Sunday, February 23, 2020

The Age of Innocence

The Age of Innocence / Edith Wharton
NY: Penguin Classics, 1996, c1920.
330 p.

I have been reading a few more classics in the last little while; after greatly enjoying The House of Mirth, I moved on to The Age of Innocence, Wharton's 1920 novel that won the 1921 Pulitzer Prize (the first to be awarded to a woman).

The story follows Newland Archer, who is about to marry the young, beautiful and conventional May Welland. But just as their engagement occurs, May's cousin the Countess Ellen Olenska returns to New York, after fleeing her cruel husband. This scandal threatens to overshadow the Wellands so Archer steps in to help out, and ends up spending quite a bit of time with Ellen. 

Her unconventionality, her bohemian tendencies, and her uncertain social status, all appeal to him. She seems to bring a breath of air from outside the very constrained, rule-bound New York society that Newland Archer exists within (and benefits greatly from, it must be said.) Newland conceives a grand passion for Ellen, one that is never consummated, although this doesn't really matter in the end as appeareances are against them. 

The sweet and gentle May, on the other hand, seems like exactly the innocent blank slate that Newland was looking forward to shaping to his tastes. This kind of blankly reared girl, with “the innocence that seals the mind against imagination and the heart against experience” is the ideal of Golden Age New York, and just the kind that men like Newland feel they are entitled to. 

He compares them, and falls in love with Ellen while deprecating May for her lack of worldly knowledge, but when May shows she is not incapable of social manoeuvring, her sudden abilities do not delight Newland but disgust him. He is an inconsistent individual, who -- at least to me -- seems to only see the women in his life as props for his ideal of himself. Even his passion for Ellen is a way to enlarge his vision of himself as different to all the other men in his social strata. 

The grand passion fails; Newland stays within his conventional marriage and retains his social standing, they have children, times change and his long ago love affair seems like something that would be considered tame in the 1920s New York of his children.
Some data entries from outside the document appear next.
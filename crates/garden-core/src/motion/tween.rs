//! L3 Molecular Layer: a single value animation
//!
//! A `Tween` is the handle for one running animation. Stopping it means
//! sampling the current value and dropping the handle; nothing keeps running
//! in the background.

use std::time::{Duration, Instant};

use super::easing::EasingType;
use super::timing::{is_complete_at, lerp, progress_at};

#[derive(Debug, Clone, PartialEq)]
pub struct Tween {
    from: f64,
    to: f64,
    start: Instant,
    duration: Duration,
    easing: EasingType,
}

impl Tween {
    pub fn new(from: f64, to: f64, start: Instant, duration: Duration, easing: EasingType) -> Self {
        Self {
            from,
            to,
            start,
            duration,
            easing,
        }
    }

    /// Tween on the shared settle curve
    pub fn settle(from: f64, to: f64, start: Instant, duration: Duration) -> Self {
        Self::new(from, to, start, duration, EasingType::Settle)
    }

    /// A tween that is already at rest on `value`
    pub fn resting(value: f64, now: Instant) -> Self {
        Self::new(value, value, now, Duration::ZERO, EasingType::Linear)
    }

    pub fn from(&self) -> f64 {
        self.from
    }

    pub fn target(&self) -> f64 {
        self.to
    }

    pub fn duration(&self) -> Duration {
        self.duration
    }

    /// Interpolated value at `now`
    pub fn value_at(&self, now: Instant) -> f64 {
        if self.is_finished(now) {
            return self.to;
        }
        let t = progress_at(self.start, now, self.duration);
        lerp(self.from, self.to, self.easing.apply(t))
    }

    /// Eased progress in [0, 1] at `now`
    pub fn progress(&self, now: Instant) -> f64 {
        self.easing.apply(progress_at(self.start, now, self.duration))
    }

    #[inline]
    pub fn is_finished(&self, now: Instant) -> bool {
        is_complete_at(self.start, now, self.duration)
    }

    /// Instant at which the tween reaches its target
    pub fn end(&self) -> Instant {
        self.start + self.duration
    }

    /// Start a new tween from wherever this one currently is
    pub fn retarget(&self, to: f64, now: Instant, duration: Duration) -> Self {
        Self::new(self.value_at(now), to, now, duration, self.easing)
    }
}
The Age of Innocence is past, and a nostalgia permeates the book, for a lost age even though it was rigid and unforgiving socially; at least a nostalgia from the older members of society's perspective. Even when Newland is given a chance to meet Ellen again after 30 years, he chooses his memories instead. Heaven forbid that a woman who has lived independently in Paris for 30 years should give him the sense that she hasn't needed him all this time. 
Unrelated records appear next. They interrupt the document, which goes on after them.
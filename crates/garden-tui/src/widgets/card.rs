use ratatui::{
    layout::{Constraint, Direction, Layout, Rect},
    style::{Modifier, Style},
    text::{Line, Span},
    widgets::{Block, Borders, Paragraph, Wrap},
    Frame,
};
use unicode_width::UnicodeWidthStr;

use crate::app::{App, Card};

/// Bordered frame shared by every demo card: title, description, call-to-action
pub struct CardWidget;

impl CardWidget {
    /// Render the frame and description; returns the area left for the demo
    pub fn render(frame: &mut Frame, area: Rect, app: &App, card: Card) -> Rect {
        let inner = Self::render_frame(frame, area, app, card);

        let description_height = wrapped_height(card.description(), inner.width).min(inner.height);
        let chunks = Layout::default()
            .direction(Direction::Vertical)
            .constraints([Constraint::Length(description_height), Constraint::Min(0)])
            .split(inner);

        let description = Paragraph::new(card.description())
            .style(Style::default().fg(app.theme.muted))
            .wrap(Wrap { trim: true });
        frame.render_widget(description, chunks[0]);

        chunks[1]
    }

    /// Border, title and call-to-action only; returns the inner area
    pub fn render_frame(frame: &mut Frame, area: Rect, app: &App, card: Card) -> Rect {
        let theme = &app.theme;
        let is_focused = app.focus == card;

        let border_style = if is_focused {
            Style::default().fg(theme.focus)
        } else {
            Style::default().fg(theme.pale)
        };
        let title_style = if is_focused {
            Style::default().fg(theme.ink).add_modifier(Modifier::BOLD)
        } else {
            Style::default().fg(theme.dark)
        };

        let mut block = Block::default()
            .title(Span::styled(format!(" {} ", card.title()), title_style))
            .borders(Borders::ALL)
            .border_style(border_style)
            .style(Style::default().bg(theme.surface));

        if let Some(cta) = card.cta_label() {
            let cta_style = if is_focused {
                Style::default().fg(theme.accent).add_modifier(Modifier::BOLD)
            } else {
                Style::default().fg(theme.muted)
            };
            block = block.title_bottom(Line::from(Span::styled(format!(" {} ", cta), cta_style)).right_aligned());
        }

        let inner = block.inner(area);
        frame.render_widget(block, area);
        inner
    }
}

/// Rows a wrapped paragraph needs at `width` (approximate: ignores word breaks)
pub(crate) fn wrapped_height(text: &str, width: u16) -> u16 {
    if width == 0 {
        return 0;
    }
    let cols = text.width() as u16;
    cols.div_ceil(width).max(1)
}

/// Truncate a string to a display width, with ellipsis
pub(crate) fn truncate_str(s: &str, max_width: usize) -> String {
    if s.width() <= max_width {
        return s.to_string();
    }
    let mut out = String::new();
    let mut used = 0;
    for c in s.chars() {
        let w = unicode_width::UnicodeWidthChar::width(c).unwrap_or(0);
        if used + w + 1 > max_width {
            break;
        }
        used += w;
        out.push(c);
    }
    out.push('…');
    out
}

#[cfg(test)]
mod tests {
    use super::*;

    #[test]
    fn test_wrapped_height() {
        assert_eq!(wrapped_height("abcdef", 3), 2);
        assert_eq!(wrapped_height("abcdefg", 3), 3);
        assert_eq!(wrapped_height("", 10), 1);
        assert_eq!(wrapped_height("abc", 0), 0);
    }

    #[test]
    fn test_truncate_str() {
        assert_eq!(truncate_str("Minimal Chair", 20), "Minimal Chair");
        assert_eq!(truncate_str("Minimal Chair", 8), "Minimal…");
    }
}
While I enjoyed this book, I found it a little slower going than some of the others. Perhaps because it is from the viewpoint of Newland Archer, who I didn't much like (can you tell?). Wharton's writing is exquisite, piercing, unforgiving -- the characters aren't able to hide from her scrutiny. Nobody is perfect, and her sharp critique of the social rules show that regular people's lives are twisted by "good form" and the expectations of What Is, or Isn't, Done. 
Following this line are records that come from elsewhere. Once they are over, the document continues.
use std::time::{Duration, Instant};

use garden_core::feedback::FeedbackState;
use ratatui::{
    layout::{Constraint, Direction, Layout, Rect},
    style::{Modifier, Style},
    text::{Line, Span},
    widgets::{Block, Borders, Paragraph},
    Frame,
};

use super::card::{truncate_str, CardWidget};
use crate::app::{App, Card, Mode};

/// One pulse of a loading dot
const DOT_PERIOD: Duration = Duration::from_millis(750);
/// Stagger between neighbouring dots
const DOT_STAGGER: Duration = Duration::from_millis(100);
/// Opacity of the send button while it is disabled
const DISABLED_OPACITY: f64 = 0.4;

/// Text input that only accepts one word, with a simulated send
pub struct FeedbackWidget;

impl FeedbackWidget {
    pub fn render(frame: &mut Frame, area: Rect, app: &App, now: Instant) {
        let body = CardWidget::render(frame, area, app, Card::Feedback);
        if body.height < 6 {
            return;
        }

        let chunks = Layout::default()
            .direction(Direction::Vertical)
            .constraints([
                Constraint::Length(3), // Input
                Constraint::Length(1), // Hint
                Constraint::Length(1), // Button
                Constraint::Min(1),    // Status
            ])
            .split(body);

        let theme = &app.theme;
        let feedback = app.garden.feedback();
        let opacity = feedback.content_opacity(now);
        let fg = |color| theme.fade(color, theme.surface, opacity);
        let typing = app.focus == Card::Feedback && app.mode == Mode::Typing;
        let hint = feedback.hint();

        // Input
        let border = if hint.is_some() {
            theme.warning
        } else if typing {
            theme.focus
        } else {
            theme.pale
        };
        let max = chunks[0].width.saturating_sub(3) as usize;
        let mut spans = if feedback.input().is_empty() && !typing {
            vec![Span::styled("Type: Love", Style::default().fg(fg(theme.muted)))]
        } else {
            vec![Span::styled(
                truncate_str(feedback.input(), max),
                Style::default().fg(fg(theme.ink)),
            )]
        };
        if typing {
            spans.push(Span::styled("▏", Style::default().fg(theme.focus)));
        }
        let input = Paragraph::new(Line::from(spans)).block(
            Block::default()
                .borders(Borders::ALL)
                .border_style(Style::default().fg(fg(border)))
                .style(Style::default().bg(theme.raised)),
        );
        frame.render_widget(input, chunks[0]);

        if let Some(hint) = hint {
            frame.render_widget(
                Paragraph::new(Span::styled(hint.message(), Style::default().fg(fg(theme.dark)))),
                chunks[1],
            );
        }

        // Send button
        let button_opacity = if feedback.can_submit() {
            opacity
        } else {
            opacity * DISABLED_OPACITY
        };
        let button = Paragraph::new(Line::from(vec![Span::styled(
            format!("[ {} ↗ ]", feedback.button_label()),
            Style::default()
                .fg(theme.fade(theme.ink, theme.surface, button_opacity))
                .add_modifier(Modifier::BOLD),
        )]))
        .centered();
        frame.render_widget(button, chunks[2]);

        // Status
        let mut status = vec![Span::styled(
            feedback.status_label(),
            Style::default().fg(fg(theme.dark)),
        )];
        if feedback.state() == FeedbackState::Loading && !app.garden.motion().is_reduced() {
            let elapsed = now.saturating_duration_since(app.started_at);
            for dot in 0..3u32 {
                let pulse = dot_opacity(elapsed, dot);
                status.push(Span::raw(" "));
                status.push(Span::styled(
                    "■",
                    Style::default().fg(theme.fade(theme.dark, theme.raised, pulse * opacity)),
                ));
            }
        } else if feedback.state() == FeedbackState::Success {
            status.push(Span::styled("  ✓", Style::default().fg(fg(theme.success))));
        }
        let status_box = Paragraph::new(Line::from(status)).block(
            Block::default()
                .borders(Borders::ALL)
                .border_style(Style::default().fg(fg(theme.pale)))
                .style(Style::default().bg(theme.raised)),
        );
        frame.render_widget(status_box, chunks[3]);
    }
}

/// Opacity of a loading dot: 0.3 -> 1 -> 0.3 over one period, eased in and out
pub(crate) fn dot_opacity(elapsed: Duration, dot: u32) -> f64 {
    let delay = DOT_STAGGER * dot;
    let Some(t) = elapsed.checked_sub(delay) else {
        return 0.3;
    };
    let period = DOT_PERIOD.as_secs_f64();
    let phase = (t.as_secs_f64() % period) / period;
    let tri = 1.0 - (2.0 * phase - 1.0).abs();
    let eased = tri * tri * (3.0 - 2.0 * tri);
    0.3 + 0.7 * eased
}

#[cfg(test)]
mod tests {
    use super::*;

    #[test]
    fn test_dot_pulse() {
        assert!((dot_opacity(Duration::ZERO, 0) - 0.3).abs() < 1e-9);
        assert!((dot_opacity(Duration::from_millis(375), 0) - 1.0).abs() < 1e-9);
        assert!((dot_opacity(Duration::from_millis(750), 0) - 0.3).abs() < 1e-9);
        // Later dots lag behind
        assert!((dot_opacity(Duration::from_millis(50), 1) - 0.3).abs() < 1e-9);
        assert!(dot_opacity(Duration::from_millis(475), 1) > 0.99);
    }
}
But I didn't love any of the characters here, didn't hope for one result for anyone, didn't engage with their struggles like I did with Lily Bart's in The House of Mirth, for example. This story of lost love is a great exposé of New York hypocrisies, and features fantastic writing with incisive comments on the status of marriage and expectations of women in this age. I just didn't connect with the characters in the same way as some of her other books. Nonetheless it's still a classic with quite a lot to say about the status of women and social expectations, even 100 years later.